I've got a Flash movie, loading data from an external URL. In fact, it's a RSS reader inside a banner.

Everything works perfectly when the Flash movie and data URL are on the same domain. However, if the Flash movie is on another domain, Flash security kicks in.

The manual says that I can allow a domain trough Security.AllowDomain()

system.Security.allowDomain("http://www.mydomain.abc/")
xmlData = new XML();
xmlData.ignoreWhite = true;
xmlData.onLoad = loadXML;
xmlData.load("http://www.mydomain.abc/content.php");

But when I embed the .swf in a HTML page, the data won't load. Any tips how to debug or solve this?

Answer 1

I think you're misunderstanding the purpose of the method. As the docs: say, allowDomain:

Lets SWF files files in the identified domains access objects and variables in the SWF file that contains the allowDomain() call.

[...]

By calling Security.allowDomain("siteA.com"), siteB.swf gives siteA.swf permission to script it.

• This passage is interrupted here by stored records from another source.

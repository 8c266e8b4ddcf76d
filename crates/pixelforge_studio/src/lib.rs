//! # Pixelforge Studio
//!
//! The workflows of the pixelforge service, independent of HTTP and of any
//! concrete backend:
//!
//! * **Generation** from a text prompt.
//! * **Upload processing**, locally or through the image provider.
//! * **Revision**: describe the current image, classify the instruction,
//!   edit, quantize, store, archive the previous version and persist. The
//!   stored artifact only changes once every step has succeeded.
//!
//! Backends are plugged in through the traits of `pixelforge_core`.

pub mod assets;
pub mod prompts;
mod studio;

pub use assets::{AssetStore, EncodedAsset, StorageBackend, StoredAsset};
pub use studio::{
    GenerateRequest, Revision, RevisionRequest, Studio, StudioConfig, UPLOAD_EXTENSIONS,
    UploadRequest,
};
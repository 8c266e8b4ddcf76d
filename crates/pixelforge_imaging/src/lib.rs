//! # Pixelforge Imaging
//!
//! Local image processing for pixelforge: decoding and PNG encoding,
//! contrast and sharpness adjustments, palette quantization and thumbnails.
//!
//! Everything here is synchronous and CPU bound; async callers should run it
//! on a blocking thread.

use image::imageops::FilterType;
use image::{DynamicImage, ImageFormat};
use pixelforge_core::error::ForgeError;
use pixelforge_core::palette::Color;
use std::io::Cursor;
use thiserror::Error;

mod quantize;

pub use quantize::{ALPHA_THRESHOLD, quantize};

/// Longest edge of generated thumbnails.
pub const THUMBNAIL_SIZE: u32 = 150;

#[derive(Error, Debug)]
pub enum ImagingError {
    #[error("Palette has no colors")]
    EmptyPalette,

    #[error("Image could not be decoded: {0}")]
    Decode(#[source] image::ImageError),

    #[error("Image could not be encoded: {0}")]
    Encode(#[source] image::ImageError),
}

impl From<ImagingError> for ForgeError {
    fn from(err: ImagingError) -> Self {
        let message = err.to_string();
        match err {
            ImagingError::EmptyPalette => ForgeError::InvalidPalette(message),
            ImagingError::Decode(_) | ImagingError::Encode(_) => ForgeError::Image(message),
        }
    }
}

pub fn decode(bytes: &[u8]) -> Result<DynamicImage, ImagingError> {
    image::load_from_memory(bytes).map_err(ImagingError::Decode)
}

pub fn encode_png(image: &DynamicImage) -> Result<Vec<u8>, ImagingError> {
    let mut buffer = Cursor::new(Vec::new());
    image
        .write_to(&mut buffer, ImageFormat::Png)
        .map_err(ImagingError::Encode)?;
    Ok(buffer.into_inner())
}

/// Contrast and sharpness on a 0..=100 scale; 50 leaves the image untouched.
pub fn adjust(image: DynamicImage, contrast: u8, sharpness: u8) -> DynamicImage {
    let contrast = f32::from(contrast.min(100)) - 50.0;
    let sharpness = f32::from(sharpness.min(100)) - 50.0;

    let image = if contrast != 0.0 {
        image.adjust_contrast(contrast * 2.0)
    } else {
        image
    };

    if sharpness > 0.0 {
        image.unsharpen(sharpness / 25.0, 1)
    } else if sharpness < 0.0 {
        image.blur(-sharpness / 25.0)
    } else {
        image
    }
}

/// Nearest-neighbour downscale so block edges stay crisp.
pub fn thumbnail(image: &DynamicImage) -> DynamicImage {
    if image.width() <= THUMBNAIL_SIZE && image.height() <= THUMBNAIL_SIZE {
        return image.clone();
    }
    image.resize(THUMBNAIL_SIZE, THUMBNAIL_SIZE, FilterType::Nearest)
}

/// Settings of the local "photo to pixel art" pipeline.
#[derive(Debug, Clone, Copy)]
pub struct PixelateOptions {
    pub block_size: u32,
    pub contrast: u8,
    pub sharpness: u8,
}

/// Adjusts then quantizes `image`.
pub fn pixelate(
    image: DynamicImage,
    options: PixelateOptions,
    palette: &[Color],
) -> Result<DynamicImage, ImagingError> {
    let adjusted = adjust(image, options.contrast, options.sharpness);
    quantize(&adjusted, options.block_size, palette).map(DynamicImage::ImageRgba8)
}
use aws_sdk_s3::Client;
use aws_sdk_s3::error::SdkError;
use aws_sdk_s3::primitives::ByteStream;
use bytes::Bytes;
use pixelforge_core::prelude::*;
use tracing::{debug, error, instrument};

/// Remote asset storage on an S3 compatible bucket, usually fronted by a CDN.
#[derive(Clone)]
pub struct S3Storage {
    client: Client,
    bucket: String,
    prefix: String,
    url_prefix: String,
}

impl S3Storage {
    /// `public_base` is the CDN (or bucket website) origin objects are served
    /// from, e.g. `https://cdn.example.com`.
    pub fn new(
        client: Client,
        bucket: String,
        prefix: Option<String>,
        public_base: Option<String>,
    ) -> Self {
        let prefix = prefix.unwrap_or_default();
        let base = public_base
            .unwrap_or_else(|| format!("https://{bucket}.s3.amazonaws.com"));
        let url_prefix = format!("{}/{prefix}", base.trim_end_matches('/'));

        Self {
            client,
            bucket,
            prefix,
            url_prefix,
        }
    }

    fn key(&self, path: &str) -> String {
        if self.prefix.is_empty() {
            path.to_string()
        } else {
            format!("{}{path}", self.prefix)
        }
    }

    fn content_type(path: &str) -> &'static str {
        match path.rsplit('.').next() {
            Some("png") => "image/png",
            Some("jpg" | "jpeg") => "image/jpeg",
            Some("webp") => "image/webp",
            _ => "application/octet-stream",
        }
    }
}

impl BlobStore for S3Storage {
    #[instrument(skip(self, data), fields(bucket = %self.bucket, key))]
    async fn write_blob(&self, path: &str, data: Bytes) -> Result<bool, StorageError> {
        let key = self.key(path);
        tracing::Span::current().record("key", &key);

        let exists = self
            .client
            .head_object()
            .bucket(&self.bucket)
            .key(&key)
            .send()
            .await;

        if exists.is_ok() {
            debug!("Blob already exists in S3");
            return Ok(false);
        }

        debug!("Uploading new blob to S3...");
        self.client
            .put_object()
            .bucket(&self.bucket)
            .key(&key)
            .content_type(Self::content_type(path))
            .body(ByteStream::from(data))
            .send()
            .await
            .map_err(|e| {
                error!("Failed to upload blob: {e:?}");
                StorageError::Generic(format!("S3 Upload Error: {e:?}"))
            })?;

        debug!("Upload successful");
        Ok(true)
    }

    #[instrument(skip(self), fields(bucket = %self.bucket, key))]
    async fn read_file(&self, path: &str) -> Result<Bytes, StorageError> {
        let key = self.key(path);
        tracing::Span::current().record("key", &key);

        debug!("Reading file from S3...");
        let res = self
            .client
            .get_object()
            .bucket(&self.bucket)
            .key(&key)
            .send()
            .await;

        match res {
            Ok(output) => {
                let data = output.body.collect().await.map_err(|e| {
                    error!("Failed to stream body: {:?}", e);
                    StorageError::Generic(format!("Failed to stream S3 body: {}", e))
                })?;
                Ok(data.into_bytes())
            }
            Err(SdkError::ServiceError(err)) => {
                let inner = err.err();
                if inner.is_no_such_key() {
                    debug!("File not found in S3");
                    Err(StorageError::NotFound(path.to_string()))
                } else {
                    error!("S3 Service Error during read: {:?}", err);
                    Err(StorageError::Generic(format!(
                        "S3 Service Error: {:?}",
                        inner
                    )))
                }
            }
            Err(e) => {
                error!("Unexpected S3 Error: {:?}", e);
                Err(StorageError::Generic(format!("S3 Error: {:?}", e)))
            }
        }
    }

    async fn exists(&self, path: &str) -> Result<bool, StorageError> {
        let key = self.key(path);
        let res = self
            .client
            .head_object()
            .bucket(&self.bucket)
            .key(&key)
            .send()
            .await;

        match res {
            Ok(_) => Ok(true),
            Err(SdkError::ServiceError(err)) if err.err().is_not_found() => Ok(false),
            Err(SdkError::ServiceError(err)) => {
                error!("S3 Head Object Error: {:?}", err);
                Err(StorageError::Generic(format!(
                    "S3 Service Error: {:?}",
                    err
                )))
            }
            Err(e) => Err(StorageError::Generic(format!("S3 Error: {e}"))),
        }
    }

    #[instrument(skip(self), fields(bucket = %self.bucket))]
    async fn delete_file(&self, path: &str) -> Result<(), StorageError> {
        self.client
            .delete_object()
            .bucket(&self.bucket)
            .key(self.key(path))
            .send()
            .await
            .map_err(|e| {
                error!("Failed to delete object: {e:?}");
                StorageError::Generic(format!("S3 Delete Error: {e:?}"))
            })?;
        Ok(())
    }

    fn url_prefix(&self) -> &str {
        &self.url_prefix
    }
}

So the call you're making lets swf files on www.mydomain.abc script the swf with the call. You're basically saying, "I trust them to use me properly." It does not allow you to do what you're trying to do (load resources from that domain).

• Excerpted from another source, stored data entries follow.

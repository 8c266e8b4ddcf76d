//! # Pixelforge Server
//!
//! The HTTP API of pixelforge, built on axum. Handlers validate input and
//! delegate to a [`pixelforge_studio::Studio`]; errors are rendered as
//! `{ "error": ..., "code": ... }` with a status derived from
//! [`pixelforge_core::error::ForgeError`].
//!
//! ```no_run
//! # use pixelforge_server::prelude::*;
//! # fn run<L, R, D, P>(studio: pixelforge_studio::Studio<L, R, D, P>)
//! # where
//! #     L: pixelforge_core::traits::BlobStore,
//! #     R: pixelforge_core::traits::BlobStore,
//! #     D: pixelforge_core::traits::ArtifactRepository
//! #         + pixelforge_core::traits::PreferencesRepository
//! #         + pixelforge_core::traits::PaletteRepository,
//! #     P: pixelforge_core::traits::ImageProvider,
//! # {
//! let app = PixelforgeServer::default().build(studio);
//! # }
//! ```

mod api;
pub mod config;
mod server;
pub mod state;

pub use api::{ApiError, ApiResult};

pub mod prelude {
    pub use crate::config::*;
    pub use crate::server::*;
    pub use crate::state::*;
}
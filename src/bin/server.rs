use axum::Router;
use pixelforge::prelude::*;
use tracing::info;
use tracing_subscriber::EnvFilter;

/// Wires the studio over local storage plus an optional remote store.
fn app<R: BlobStore>(
    config: &ForgeConfig,
    assets: AssetStore<FileSystemStorage, R>,
) -> anyhow::Result<Router> {
    let provider = OpenAiProvider::new(OpenAiConfig {
        api_key: config.provider.api_key.clone(),
        image_model: config.provider.image_model.clone(),
        edit_model: config.provider.edit_model.clone(),
        vision_model: config.provider.vision_model.clone(),
        ..Default::default()
    })?;

    let studio = Studio::new(
        assets,
        FileSystemRepository::new(config.documents_dir()),
        provider,
        PaletteRegistry::builtin(),
        StudioConfig {
            quantize_output: config.quantize_output,
        },
    );

    Ok(PixelforgeServer::default().build(studio))
}

#[cfg(feature = "s3")]
async fn remote_store(bucket: &BucketConfig) -> S3Storage {
    let aws_config = aws_config::load_defaults(aws_config::BehaviorVersion::latest()).await;
    S3Storage::new(
        aws_sdk_s3::Client::new(&aws_config),
        bucket.bucket.clone(),
        Some(bucket.prefix.clone()),
        bucket.cdn_url.clone(),
    )
}

#[tokio::main]
async fn main() -> anyhow::Result<()> {
    dotenvy::dotenv().ok();
    tracing_subscriber::fmt()
        .with_env_filter(
            EnvFilter::try_from_default_env()
                .unwrap_or_else(|_| EnvFilter::new("pixelforge=debug,tower_http=info")),
        )
        .init();

    let config = ForgeConfig::from_env()?;
    let local = FileSystemStorage::new(config.assets_dir(), config.local_url_prefix());

    let app = match &config.bucket {
        #[cfg(feature = "s3")]
        Some(bucket) => {
            info!("Storing assets in bucket '{}'", bucket.bucket);
            let remote = remote_store(bucket).await;
            app(&config, AssetStore::new(local, Some(remote)))?
        }
        #[cfg(not(feature = "s3"))]
        Some(bucket) => {
            tracing::warn!(
                "USE_S3 is set but the s3 feature is disabled; bucket '{}' is ignored",
                bucket.bucket
            );
            app(&config, AssetStore::local_only(local))?
        }
        None => app(&config, AssetStore::local_only(local))?,
    };

    let addr = format!("{}:{}", config.host, config.port);
    let listener = tokio::net::TcpListener::bind(&addr).await?;
    info!("Server listening on http://{addr}");
    axum::serve(listener, app).await?;
    Ok(())
}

It doesn't make sense to let client code simply ask to bypass cross-domain security the way you're requesting. If all you have to do is ask, why even have the rule in the first place?

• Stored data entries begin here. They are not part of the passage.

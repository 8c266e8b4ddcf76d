pub mod classify;
pub mod error;
pub mod history;
pub mod model;
pub mod palette;
pub mod preferences;
pub mod traits;

pub mod prelude {
    pub use super::classify::*;
    pub use super::error::*;
    pub use super::history::*;
    pub use super::model::*;
    pub use super::palette::*;
    pub use super::preferences::*;
    pub use super::traits::*;
}
fn harness() -> Harness {
    let local = MemoryStorage::new(LOCAL);
    let remote = MemoryStorage::new(CDN);
    let provider = ScriptedProvider::default().with_description("A beach with two palm trees.");
    let studio = Studio::new(
        AssetStore::new(local.clone(), Some(remote.clone())),
        MemoryRepository::new(),
        provider.clone(),
        PaletteRegistry::builtin(),
        StudioConfig::default(),
    );
    Harness {
        studio,
        local,
        remote,
        provider,
    }
}

fn retro_gameboy() -> ArtSettings {
    ArtSettings {
        pixel_size: 8,
        style: PixelArtStyle::Retro,
        palette_id: "gameboy".to_string(),
        ..Default::default()
    }
}

async fn seed(h: &Harness) -> Artifact {
    h.studio
        .generate(GenerateRequest {
            prompt: "a beach at sunset".to_string(),
            settings: retro_gameboy(),
        })
        .await
        .unwrap()
}

fn edit_with(prompt: &str) -> RevisionRequest {
    RevisionRequest {
        prompt: Some(prompt.to_string()),
        apply_changes_to_image: true,
        ..Default::default()
    }
}

async fn stored_json(h: &Harness, id: &str) -> String {
    serde_json::to_string(&h.studio.get(id).await.unwrap()).unwrap()
}

#[tokio::test]
async fn generation_stores_a_quantized_artifact() {
    let h = harness();
    let art = h
        .studio
        .generate(GenerateRequest {
            prompt: "a brave knight holding a shiny sword and a shield".to_string(),
            settings: retro_gameboy(),
        })
        .await
        .unwrap();

    assert_eq!(art.name, "Generated from: a brave knight holding a shiny...");
    assert_eq!(art.tags, vec!["ai-generated", "prompt"]);
    assert!(art.version_history.is_empty());
    assert!(art.image.image_url.starts_with(CDN));
    assert_eq!((art.width, art.height), (64, 64));

    let png = h.studio.assets().fetch(&art.image.image_url).await.unwrap();
    let image = image::load_from_memory(&png).unwrap().to_rgba8();
    let gameboy = PaletteRegistry::builtin().resolve("gameboy").unwrap().clone();
    assert!(
        image
            .pixels()
            .all(|p| gameboy.colors.iter().any(|c| c.0 == [p[0], p[1], p[2]]))
    );

    let calls = h.provider.calls();
    assert_eq!(calls.len(), 1);
    assert!(calls[0].prompt.as_deref().unwrap().contains("#0f380f"));
}

#[tokio::test]
async fn blank_prompts_and_unknown_palettes_are_rejected() {
    let h = harness();
    let blank = h
        .studio
        .generate(GenerateRequest {
            prompt: "   ".to_string(),
            settings: retro_gameboy(),
        })
        .await;
    assert!(matches!(blank, Err(ForgeError::Validation(_))));

    let unknown = h
        .studio
        .generate(GenerateRequest {
            prompt: "a tree".to_string(),
            settings: ArtSettings {
                palette_id: "vaporwave".to_string(),
                ..retro_gameboy()
            },
        })
        .await;
    assert!(matches!(unknown, Err(ForgeError::InvalidPalette(_))));
    assert!(h.provider.calls().is_empty());
}

#[tokio::test]
async fn adding_a_title_archives_the_previous_version() {
    let h = harness();
    let before = seed(&h).await;

    h.provider.set_image(solid_png(64, 64, [15, 56, 15, 255]));
    let revision = h
        .studio
        .revise(&before.id, edit_with("Añadir un título que diga 'Los Cabos'"))
        .await
        .unwrap();
    let after = revision.artifact;

    assert_eq!(revision.intent, Some(Intent::AddText));
    assert_eq!(after.version_history.len(), 1);
    assert_eq!(after.version_history[0].prompt, before.prompt);
    assert_eq!(after.version_history[0].image, before.image);
    assert_ne!(after.image, before.image);
    assert_eq!(after.prompt.as_deref(), Some("Añadir un título que diga 'Los Cabos'"));
    assert_eq!(after.revision, before.revision + 1);
    assert!(after.updated_at >= before.updated_at);

    let calls = h.provider.calls();
    let kinds: Vec<_> = calls.iter().map(|c| c.call).collect();
    assert_eq!(
        kinds,
        vec![ProviderCall::Generate, ProviderCall::Describe, ProviderCall::Edit]
    );
    let edit_prompt = calls[2].prompt.as_deref().unwrap();
    assert!(edit_prompt.contains("A beach with two palm trees."));
    assert!(edit_prompt.contains("(add_text)"));
}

To do what you want, you could use either a crossdomain.xml file on www.mydomain.abc, or a server-side proxy. Essentially, the crossdomain.xml file would contain a line like:

<allow-access-from domain="www.yourswfdomain.com" />

, where www.yourswfdomain.com is the domain for the swf file. Obviously, this solution requires support from www.mydomain.abc.

Yahoo has information on setting up a server-side proxy. It's targetted towards XMLHttpRequest, but the same principles apply to Flash.

Answer 2

system.Security.allowDomain("www.mydomain.abc")

Don't add http://, it's domain,not url.

Answer 3

Fixed it. The Adobe Docs explains the method to create a file called crossdomain.xml in the root of mydomain.abc

<?xml version="1.0"?>
<!DOCTYPE cross-domain-policy SYSTEM "http://www.macromedia.com/xml/dtds/cross-domain-policy.dtd">
<cross-domain-policy>
    <allow-access-from domain="www.domain-of-swf.com" />
</cross-domain-policy>

Don't use <allow-access-from domain="*" /> because that will allow any SWF on the internet to make calls to your domain on behalf of your users with all cookies attached to requests. This will leak private data unless your domain doesn't store such or doesn't use cookies/HTTP Authentication.